7. a method for detecting EGFR gene mutation, which is characterized in that: the detection method comprises the following steps:

(iv) (iv) continuing amplification of the pre-amplification product obtained in step (iii) with the first primer composition and/or the second primer composition at a second annealing temperature; wherein the first primer composition comprises an upstream primer F1-1, a hydrolysis probe P1 and a downstream primer, the second primer composition comprises an upstream primer F2-1, a hydrolysis probe P2 and a downstream primer, and the hydrolysis probe P1 and the hydrolysis probe P2 carry reporter groups; and

Wherein the content of the first and second substances,

8. The method for detecting mutations in the EGFR gene of claim 7, wherein: the pretreatment in the step (i) is a step of treating a target nucleic acid double strand to obtain a single strand.

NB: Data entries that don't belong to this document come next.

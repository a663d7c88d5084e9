//! Failure attribution and the single client-visible error response
//!
//! Whatever stage failed, the client gets one JSON envelope and the request's
//! audit record is flushed exactly once. Request-stage failures default to
//! 400, response-stage failures to 500, unless the cause carries an
//! [`HttpError`], whose status and payload are used as-is.

use crate::log_messages::request_processing;
use crate::proxy::audit::{keys, AuditSink, AuditWriter};
use crate::proxy::context::RequestContext;
use crate::proxy::error_response::ErrorResponseExt;
use crate::proxy::filter::FilterError;
use crate::proxy::headers::{GATEWAY_NAME, X_GATEWAY, X_REQUEST_ID};
use crate::proxy::response_pipeline::{StreamCompletion, StreamReport};
use crate::proxy::splitter::SplitError;
use crate::proxy::types::ProxyError;
use async_trait::async_trait;
use axum::response::Response;
use http::{HeaderMap, HeaderValue, StatusCode};
use serde_json::{Map, Value};
use std::any::Any;
use std::fmt;
use std::sync::Arc;
use thiserror::Error;
use tracing::{error, warn};

/// Key under which an upstream error body is relayed to the client
pub const RAW_BACKEND_RESPONSE: &str = "raw_llm_backend_response";

/// Which pipeline a failure happened in
#[derive(Debug, Clone, Copy, PartialEq, Eq)]
pub enum Stage {
    Request,
    Response,
}

impl fmt::Display for Stage {
    fn fmt(&self, f: &mut fmt::Formatter<'_>) -> fmt::Result {
        f.write_str(match self {
            Self::Request => "request",
            Self::Response => "response",
        })
    }
}

/// An error that already knows its HTTP status and payload
#[derive(Debug, Clone, PartialEq)]
pub struct HttpError {
    pub status: StatusCode,
    pub message: String,
    pub extra: Map<String, Value>,
}

impl HttpError {
    pub fn new(status: StatusCode, message: impl Into<String>) -> Self {
        Self {
            status,
            message: message.into(),
            extra: Map::new(),
        }
    }

    pub fn with_extra(mut self, extra: Map<String, Value>) -> Self {
        self.extra = extra;
        self
    }

    /// Wrap a failed upstream response, relaying its body as JSON when it parses
    pub fn upstream(status: StatusCode, body: &[u8]) -> Self {
        let raw = serde_json::from_slice::<Value>(body)
            .unwrap_or_else(|_| Value::String(String::from_utf8_lossy(body).into_owned()));
        let mut extra = Map::new();
        extra.insert(RAW_BACKEND_RESPONSE.to_string(), raw);
        Self::new(status, format!("upstream returned {status}")).with_extra(extra)
    }
}

impl fmt::Display for HttpError {
    fn fmt(&self, f: &mut fmt::Formatter<'_>) -> fmt::Result {
        f.write_str(&self.message)
    }
}

impl std::error::Error for HttpError {}

/// What actually went wrong inside a pipeline
#[derive(Error, Debug)]
pub enum PipelineCause {
    #[error(transparent)]
    Filter(#[from] FilterError),

    #[error(transparent)]
    Split(#[from] SplitError),

    #[error(transparent)]
    Upstream(HttpError),

    #[error("upstream body read failed: {0}")]
    Body(String),

    #[error("panic: {0}")]
    Panic(String),
}

impl PipelineCause {
    /// Build a cause from a caught panic payload
    pub fn from_panic(payload: Box<dyn Any + Send>) -> Self {
        let message = if let Some(s) = payload.downcast_ref::<&str>() {
            (*s).to_string()
        } else if let Some(s) = payload.downcast_ref::<String>() {
            s.clone()
        } else {
            "unknown panic payload".to_string()
        };
        Self::Panic(message)
    }
}

/// A pipeline failure attributed to a stage and, when known, a filter
#[derive(Debug)]
pub struct PipelineError {
    pub stage: Stage,
    pub filter: Option<String>,
    pub cause: PipelineCause,
}

impl PipelineError {
    pub fn new(stage: Stage, filter: Option<String>, cause: PipelineCause) -> Self {
        Self {
            stage,
            filter,
            cause,
        }
    }

    /// The structured HTTP error carried by the cause, if any
    pub fn http_error(&self) -> Option<&HttpError> {
        match &self.cause {
            PipelineCause::Upstream(http) | PipelineCause::Filter(FilterError::Http(http)) => {
                Some(http)
            }
            _ => None,
        }
    }

    pub fn status(&self) -> StatusCode {
        match self.http_error() {
            Some(http) => http.status,
            None => match self.stage {
                Stage::Request => StatusCode::BAD_REQUEST,
                Stage::Response => StatusCode::INTERNAL_SERVER_ERROR,
            },
        }
    }
}

impl fmt::Display for PipelineError {
    fn fmt(&self, f: &mut fmt::Formatter<'_>) -> fmt::Result {
        match &self.filter {
            Some(filter) if !filter.is_empty() => write!(f, "{filter}: {}", self.cause),
            _ => write!(f, "{}", self.cause),
        }
    }
}

impl std::error::Error for PipelineError {
    fn source(&self) -> Option<&(dyn std::error::Error + 'static)> {
        Some(&self.cause)
    }
}

/// Turns failures into client responses and owns the final audit flush
#[derive(Clone)]
pub struct ErrorBoundary {
    audit_writer: Arc<dyn AuditWriter>,
}

impl ErrorBoundary {
    pub fn new(audit_writer: Arc<dyn AuditWriter>) -> Self {
        Self { audit_writer }
    }

    /// Respond to a failure that happened before any response body was sent
    pub async fn respond(&self, ctx: &RequestContext, error: ProxyError) -> Response {
        let status = error.status_code();
        note_proxy_error(ctx, &error, status);

        if status.is_server_error() {
            error!(request_id = %ctx.request_id(), route = ctx.route(), %status, error = %error, "{}", request_processing::REQUEST_FAILED);
        } else {
            warn!(request_id = %ctx.request_id(), route = ctx.route(), %status, error = %error, "{}", request_processing::REQUEST_REJECTED);
        }

        let mut response = error
            .to_error_response()
            .with_request_id(ctx.request_id().to_string())
            .into_response_with_status(status);
        Self::stamp(response.headers_mut(), ctx);

        ctx.flush_audit(self.audit_writer.as_ref()).await;
        response
    }

    /// Set the gateway-identifying headers
    pub fn stamp(headers: &mut HeaderMap, ctx: &RequestContext) {
        headers.insert(X_GATEWAY, HeaderValue::from_static(GATEWAY_NAME));
        if let Ok(value) = HeaderValue::from_str(&ctx.request_id().to_string()) {
            headers.insert(X_REQUEST_ID, value);
        }
    }

    /// Flush the audit for a request that ended without a stream
    pub async fn flush(&self, ctx: &RequestContext) {
        ctx.flush_audit(self.audit_writer.as_ref()).await;
    }
}

#[async_trait]
impl StreamCompletion for ErrorBoundary {
    async fn stream_finished(&self, ctx: &RequestContext, report: &StreamReport) {
        let audit = ctx.audit();
        audit.note(keys::RESPONSE_OUTCOME, Value::from(report.outcome.to_string()));

        if let Some(err) = &report.error {
            ctx.record_error(Arc::clone(err));
            note_pipeline_error(ctx, err);
            warn!(
                request_id = %ctx.request_id(),
                route = ctx.route(),
                stage = %err.stage,
                filter = err.filter.as_deref().unwrap_or(""),
                error = %err,
                "{}",
                request_processing::STREAM_FAILED
            );
        }

        ctx.flush_audit(self.audit_writer.as_ref()).await;
    }
}

fn note_proxy_error(ctx: &RequestContext, error: &ProxyError, status: StatusCode) {
    let audit = ctx.audit();
    audit.note(keys::RESPONSE_STATUS, Value::from(status.as_u16()));
    match error {
        ProxyError::Pipeline(err) => note_pipeline_error(ctx, err),
        other => audit.note(keys::ERROR_MESSAGE, Value::from(other.to_string())),
    }
}

fn note_pipeline_error(ctx: &RequestContext, err: &PipelineError) {
    let audit = ctx.audit();
    audit.note(keys::ERROR_STAGE, Value::from(err.stage.to_string()));
    if let Some(filter) = &err.filter {
        audit.note(keys::ERROR_FILTER, Value::from(filter.as_str()));
    }
    audit.note(keys::ERROR_MESSAGE, Value::from(err.to_string()));
}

9. The method for detecting mutations in the EGFR gene according to claim 7 or 8, wherein: the difference between the Tm value of the upstream primer F1 and the Tm value of the upstream primer F1-1 is 0-20 ℃; preferably, the Tm value of the F1 is higher than that of the upstream primer F1-1; the difference between the Tm value of the upstream primer F2 and the Tm value of the upstream primer F2-1 is 0-20 ℃; preferably, the Tm value of the F2 is higher than that of the upstream primer F2-1.

10. The method for detecting mutations in the EGFR gene according to any one of claims 7 to 9, wherein: the hydrolysis probe P1 and the hydrolysis probe P2 are provided with a reporter group and a quenching group, and the reporter groups of the hydrolysis probe P1 and the hydrolysis probe P2 are different.